##### Data records #####

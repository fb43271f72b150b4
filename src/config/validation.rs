//! Config validation: unknown-key detection with Levenshtein suggestions
//! and physical range checks.
//!
//! Two-pass parse approach: first deserialize raw TOML into `toml::Value`,
//! walk the key tree, compare against known field names, and emit warnings
//! with "did you mean?" suggestions. Then proceed with normal serde
//! deserialization. Warnings never break existing configs.

use std::collections::HashSet;

/// A non-fatal config warning (typo, suspicious value).
#[derive(Debug, Clone)]
pub struct ValidationWarning {
    pub field: String,
    pub message: String,
    pub suggestion: Option<String>,
}

impl std::fmt::Display for ValidationWarning {
    fn fmt(&self, f: &mut std::fmt::Formatter<'_>) -> std::fmt::Result {
        write!(f, "{}", self.message)?;
        if let Some(ref s) = self.suggestion {
            write!(f, " (did you mean '{s}'?)")?;
        }
        Ok(())
    }
}

// ============================================================================
// Known Config Keys
// ============================================================================

/// Returns the complete set of valid dotted key paths for AnalysisConfig.
///
/// Entries of an array of tables share the array's path, so every
/// `[[classifier.bands]]` field appears once as `classifier.bands.<field>`.
/// Any new field added to AnalysisConfig must be added here too.
pub fn known_config_keys() -> HashSet<&'static str> {
    let keys: &[&str] = &[
        // [loader]
        "loader",
        "loader.default_sample_interval_s",
        "loader.max_samples",
        "loader.conversion",
        "loader.zero_offset",
        "loader.sensitivity",
        // [spectrum]
        "spectrum",
        "spectrum.remove_dc",
        // [classifier]
        "classifier",
        "classifier.amplitude_floor_g",
        // [[classifier.bands]]
        "classifier.bands",
        "classifier.bands.lower_hz",
        "classifier.bands.upper_hz",
        "classifier.bands.category",
    ];
    keys.iter().copied().collect()
}

// ============================================================================
// TOML Key Walking
// ============================================================================

/// Recursively walks a `toml::Value` tree and collects all dotted key paths.
///
/// For example, a table `{ a = { b = 1, c = 2 } }` yields:
/// `["a", "a.b", "a.c"]`. Tables inside arrays are walked under the array's
/// own path and each path is reported once.
pub fn walk_toml_keys(value: &toml::Value, prefix: &str) -> Vec<String> {
    let mut keys = Vec::new();
    if let Some(table) = value.as_table() {
        for (k, v) in table {
            let path = if prefix.is_empty() {
                k.clone()
            } else {
                format!("{prefix}.{k}")
            };
            keys.push(path.clone());
            if v.is_table() {
                keys.extend(walk_toml_keys(v, &path));
            } else if let Some(items) = v.as_array() {
                for item in items.iter().filter(|i| i.is_table()) {
                    for nested in walk_toml_keys(item, &path) {
                        if !keys.contains(&nested) {
                            keys.push(nested);
                        }
                    }
                }
            }
        }
    }
    keys
}

// ============================================================================
// Levenshtein Distance
// ============================================================================

/// Compute the Levenshtein edit distance between two strings.
fn levenshtein(a: &str, b: &str) -> usize {
    let a_len = a.chars().count();
    let b_len = b.chars().count();
    if a_len == 0 {
        return b_len;
    }
    if b_len == 0 {
        return a_len;
    }

    let mut prev: Vec<usize> = (0..=b_len).collect();
    let mut curr = vec![0; b_len + 1];

    for (i, ca) in a.chars().enumerate() {
        curr[0] = i + 1;
        for (j, cb) in b.chars().enumerate() {
            let cost = usize::from(ca != cb);
            curr[j + 1] = (prev[j + 1] + 1).min(curr[j] + 1).min(prev[j] + cost);
        }
        std::mem::swap(&mut prev, &mut curr);
    }

    prev[b_len]
}

/// Suggest the closest known key for an unknown key, if within edit distance 3.
///
/// Ties go to the alphabetically first key so suggestions are stable.
pub fn suggest_correction(unknown: &str, known: &HashSet<&str>) -> Option<String> {
    let mut best: Option<(&str, usize)> = None;
    for &k in known {
        let dist = levenshtein(unknown, k);
        if dist > 3 {
            continue;
        }
        best = match best {
            Some((best_key, best_dist))
                if best_dist < dist || (best_dist == dist && best_key < k) =>
            {
                Some((best_key, best_dist))
            }
            _ => Some((k, dist)),
        };
    }
    best.map(|(k, _)| k.to_string())
}

// ============================================================================
// Unknown Key Validation (entry point)
// ============================================================================

/// Parse a raw TOML string and return warnings for any unknown config keys.
///
/// This does NOT fail on unknown keys, it only warns.
pub fn validate_unknown_keys(raw_toml: &str) -> Vec<ValidationWarning> {
    let value: toml::Value = match raw_toml.parse() {
        Ok(v) => v,
        Err(_) => return Vec::new(), // parse errors are handled by serde later
    };

    let known = known_config_keys();
    walk_toml_keys(&value, "")
        .into_iter()
        .filter(|key| !known.contains(key.as_str()))
        .map(|key| {
            let suggestion = suggest_correction(&key, &known);
            ValidationWarning {
                message: format!("Unknown config key '{key}'"),
                field: key,
                suggestion,
            }
        })
        .collect()
}

// ============================================================================
// Physical Range Validation
// ============================================================================

/// Typical accelerometer full-scale range; floors above this never trigger.
const MAX_PLAUSIBLE_FLOOR_G: f64 = 16.0;

/// Validate physical ranges on a parsed AnalysisConfig.
///
/// Returns (errors, warnings): errors are impossible values that must
/// reject the config; warnings are suspicious but not fatal.
pub fn validate_physical_ranges(
    config: &super::AnalysisConfig,
) -> (Vec<String>, Vec<ValidationWarning>) {
    let mut errors = Vec::new();
    let mut warnings = Vec::new();

    let l = &config.loader;

    // ADC counts are unsigned
    if l.zero_offset < 0.0 {
        errors.push(format!(
            "loader.zero_offset = {:.1} cannot be negative (raw counts are unsigned)",
            l.zero_offset
        ));
    }

    // Sample interval: 0.1 ms - 1 s covers every logger we have seen
    let interval = l.default_sample_interval_s;
    if interval.is_finite() && interval > 0.0 && !(1e-4..=1.0).contains(&interval) {
        warnings.push(ValidationWarning {
            field: "loader.default_sample_interval_s".to_string(),
            message: format!(
                "default_sample_interval_s = {interval} is outside typical range (0.0001-1 s)"
            ),
            suggestion: None,
        });
    }

    let floor = config.classifier.amplitude_floor_g;
    if floor > MAX_PLAUSIBLE_FLOOR_G {
        warnings.push(ValidationWarning {
            field: "classifier.amplitude_floor_g".to_string(),
            message: format!(
                "amplitude_floor_g = {floor:.2} exceeds typical sensor range ({MAX_PLAUSIBLE_FLOOR_G} g), every flight will classify as normal"
            ),
            suggestion: None,
        });
    }

    // Bands starting at or above Nyquist can never be reached for fixed-interval logs
    if interval.is_finite() && interval > 0.0 {
        let nyquist = 0.5 / interval;
        for (i, band) in config.classifier.bands.iter().enumerate() {
            if band.lower_hz >= nyquist {
                warnings.push(ValidationWarning {
                    field: format!("classifier.bands[{i}].lower_hz"),
                    message: format!(
                        "classifier.bands[{i}] starts at {:.1} Hz, at or above the {:.1} Hz Nyquist limit of the default sample interval",
                        band.lower_hz, nyquist
                    ),
                    suggestion: None,
                });
            }
        }
    }

    (errors, warnings)
}

// ============================================================================
// Tests
// ============================================================================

#####

Exercise details:
Only the lines of the data holding the string "Option" are wanted; copy each of them.

Problem solution:
    pub suggestion: Option<String>,
pub fn suggest_correction(unknown: &str, known: &HashSet<&str>) -> Option<String> {
    let mut best: Option<(&str, usize)> = None;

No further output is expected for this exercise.